>>>

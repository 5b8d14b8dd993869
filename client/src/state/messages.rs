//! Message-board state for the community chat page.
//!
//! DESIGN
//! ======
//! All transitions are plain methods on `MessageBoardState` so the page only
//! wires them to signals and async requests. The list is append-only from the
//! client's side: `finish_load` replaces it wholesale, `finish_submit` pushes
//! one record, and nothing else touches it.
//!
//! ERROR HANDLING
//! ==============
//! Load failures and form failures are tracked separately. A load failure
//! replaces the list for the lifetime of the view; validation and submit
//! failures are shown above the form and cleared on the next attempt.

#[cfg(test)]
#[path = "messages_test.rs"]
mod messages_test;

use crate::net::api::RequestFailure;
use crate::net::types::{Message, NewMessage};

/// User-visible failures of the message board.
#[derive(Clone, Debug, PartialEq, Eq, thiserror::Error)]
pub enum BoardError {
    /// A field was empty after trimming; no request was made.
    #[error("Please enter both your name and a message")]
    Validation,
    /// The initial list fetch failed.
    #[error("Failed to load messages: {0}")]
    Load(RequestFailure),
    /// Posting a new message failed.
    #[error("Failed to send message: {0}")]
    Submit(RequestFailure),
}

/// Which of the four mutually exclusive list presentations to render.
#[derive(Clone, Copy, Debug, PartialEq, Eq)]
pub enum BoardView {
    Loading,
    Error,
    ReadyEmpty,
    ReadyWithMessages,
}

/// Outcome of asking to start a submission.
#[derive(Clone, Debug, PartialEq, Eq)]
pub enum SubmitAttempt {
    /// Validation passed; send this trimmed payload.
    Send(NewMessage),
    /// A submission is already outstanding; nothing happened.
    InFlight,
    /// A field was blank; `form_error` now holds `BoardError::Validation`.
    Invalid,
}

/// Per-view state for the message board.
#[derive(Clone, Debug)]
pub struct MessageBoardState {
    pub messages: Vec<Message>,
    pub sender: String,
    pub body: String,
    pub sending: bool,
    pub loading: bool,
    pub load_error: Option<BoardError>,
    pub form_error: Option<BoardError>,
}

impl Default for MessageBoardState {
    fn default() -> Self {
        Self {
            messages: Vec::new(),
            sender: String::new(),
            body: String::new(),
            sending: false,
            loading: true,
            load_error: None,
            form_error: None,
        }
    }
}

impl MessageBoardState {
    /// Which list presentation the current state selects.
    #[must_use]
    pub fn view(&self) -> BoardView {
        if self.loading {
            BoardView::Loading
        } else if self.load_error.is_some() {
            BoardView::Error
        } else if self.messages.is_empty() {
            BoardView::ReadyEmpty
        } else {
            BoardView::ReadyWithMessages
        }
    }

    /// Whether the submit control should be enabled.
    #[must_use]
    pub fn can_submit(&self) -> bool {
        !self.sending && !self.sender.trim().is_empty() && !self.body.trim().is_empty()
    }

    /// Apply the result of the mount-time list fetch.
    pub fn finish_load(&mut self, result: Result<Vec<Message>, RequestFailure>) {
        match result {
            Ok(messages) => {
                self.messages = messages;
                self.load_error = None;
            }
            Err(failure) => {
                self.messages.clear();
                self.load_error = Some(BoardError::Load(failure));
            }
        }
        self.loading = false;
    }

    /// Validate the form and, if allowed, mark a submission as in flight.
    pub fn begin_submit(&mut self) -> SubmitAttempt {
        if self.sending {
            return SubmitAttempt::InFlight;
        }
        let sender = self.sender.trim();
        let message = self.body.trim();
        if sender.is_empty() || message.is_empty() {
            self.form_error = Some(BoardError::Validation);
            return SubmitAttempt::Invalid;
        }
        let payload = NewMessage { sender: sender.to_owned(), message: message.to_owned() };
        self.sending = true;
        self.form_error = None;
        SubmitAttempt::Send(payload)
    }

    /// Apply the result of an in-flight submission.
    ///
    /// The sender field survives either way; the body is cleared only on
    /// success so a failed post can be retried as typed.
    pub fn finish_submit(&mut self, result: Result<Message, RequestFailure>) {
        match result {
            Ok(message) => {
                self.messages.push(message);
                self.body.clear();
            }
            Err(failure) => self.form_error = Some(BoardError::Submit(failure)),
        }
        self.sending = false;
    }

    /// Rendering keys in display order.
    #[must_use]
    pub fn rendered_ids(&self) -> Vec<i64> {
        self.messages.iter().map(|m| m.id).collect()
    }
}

<<<

Reproduce the listing above in full, word for word.

repository 5b8d14b8dd993869
filename client/src/state/messages.rs
//! Message-board state for the community chat page.
//!
//! DESIGN
//! ======
//! All transitions are plain methods on `MessageBoardState` so the page only
//! wires them to signals and async requests. The list is append-only from the
//! client's side: `finish_load` replaces it wholesale, `finish_submit` pushes
//! one record, and nothing else touches it.
//!
//! ERROR HANDLING
//! ==============
//! Load failures and form failures are tracked separately. A load failure
//! replaces the list for the lifetime of the view; validation and submit
//! failures are shown above the form and cleared on the next attempt.

#[cfg(test)]
#[path = "messages_test.rs"]
mod messages_test;

use crate::net::api::RequestFailure;
use crate::net::types::{Message, NewMessage};

/// User-visible failures of the message board.
#[derive(Clone, Debug, PartialEq, Eq, thiserror::Error)]
pub enum BoardError {
    /// A field was empty after trimming; no request was made.
    #[error("Please enter both your name and a message")]
    Validation,
    /// The initial list fetch failed.
    #[error("Failed to load messages: {0}")]
    Load(RequestFailure),
    /// Posting a new message failed.
    #[error("Failed to send message: {0}")]
    Submit(RequestFailure),
}

/// Which of the four mutually exclusive list presentations to render.
#[derive(Clone, Copy, Debug, PartialEq, Eq)]
pub enum BoardView {
    Loading,
    Error,
    ReadyEmpty,
    ReadyWithMessages,
}

/// Outcome of asking to start a submission.
#[derive(Clone, Debug, PartialEq, Eq)]
pub enum SubmitAttempt {
    /// Validation passed; send this trimmed payload.
    Send(NewMessage),
    /// A submission is already outstanding; nothing happened.
    InFlight,
    /// A field was blank; `form_error` now holds `BoardError::Validation`.
    Invalid,
}

/// Per-view state for the message board.
#[derive(Clone, Debug)]
pub struct MessageBoardState {
    pub messages: Vec<Message>,
    pub sender: String,
    pub body: String,
    pub sending: bool,
    pub loading: bool,
    pub load_error: Option<BoardError>,
    pub form_error: Option<BoardError>,
}

impl Default for MessageBoardState {
    fn default() -> Self {
        Self {
            messages: Vec::new(),
            sender: String::new(),
            body: String::new(),
            sending: false,
            loading: true,
            load_error: None,
            form_error: None,
        }
    }
}

impl MessageBoardState {
    /// Which list presentation the current state selects.
    #[must_use]
    pub fn view(&self) -> BoardView {
        if self.loading {
            BoardView::Loading
        } else if self.load_error.is_some() {
            BoardView::Error
        } else if self.messages.is_empty() {
            BoardView::ReadyEmpty
        } else {
            BoardView::ReadyWithMessages
        }
    }

    /// Whether the submit control should be enabled.
    #[must_use]
    pub fn can_submit(&self) -> bool {
        !self.sending && !self.sender.trim().is_empty() && !self.body.trim().is_empty()
    }

    /// Apply the result of the mount-time list fetch.
    pub fn finish_load(&mut self, result: Result<Vec<Message>, RequestFailure>) {
        match result {
            Ok(messages) => {
                self.messages = messages;
                self.load_error = None;
            }
            Err(failure) => {
                self.messages.clear();
                self.load_error = Some(BoardError::Load(failure));
            }
        }
        self.loading = false;
    }

    /// Validate the form and, if allowed, mark a submission as in flight.
    pub fn begin_submit(&mut self) -> SubmitAttempt {
        if self.sending {
            return SubmitAttempt::InFlight;
        }
        let sender = self.sender.trim();
        let message = self.body.trim();
        if sender.is_empty() || message.is_empty() {
            self.form_error = Some(BoardError::Validation);
            return SubmitAttempt::Invalid;
        }
        let payload = NewMessage { sender: sender.to_owned(), message: message.to_owned() };
        self.sending = true;
        self.form_error = None;
        SubmitAttempt::Send(payload)
    }

    /// Apply the result of an in-flight submission.
    ///
    /// The sender field survives either way; the body is cleared only on
    /// success so a failed post can be retried as typed.
    pub fn finish_submit(&mut self, result: Result<Message, RequestFailure>) {
        match result {
            Ok(message) => {
                self.messages.push(message);
                self.body.clear();
            }
            Err(failure) => self.form_error = Some(BoardError::Submit(failure)),
        }
        self.sending = false;
    }

    /// Rendering keys in display order.
    #[must_use]
    pub fn rendered_ids(&self) -> Vec<i64> {
        self.messages.iter().map(|m| m.id).collect()
    }
}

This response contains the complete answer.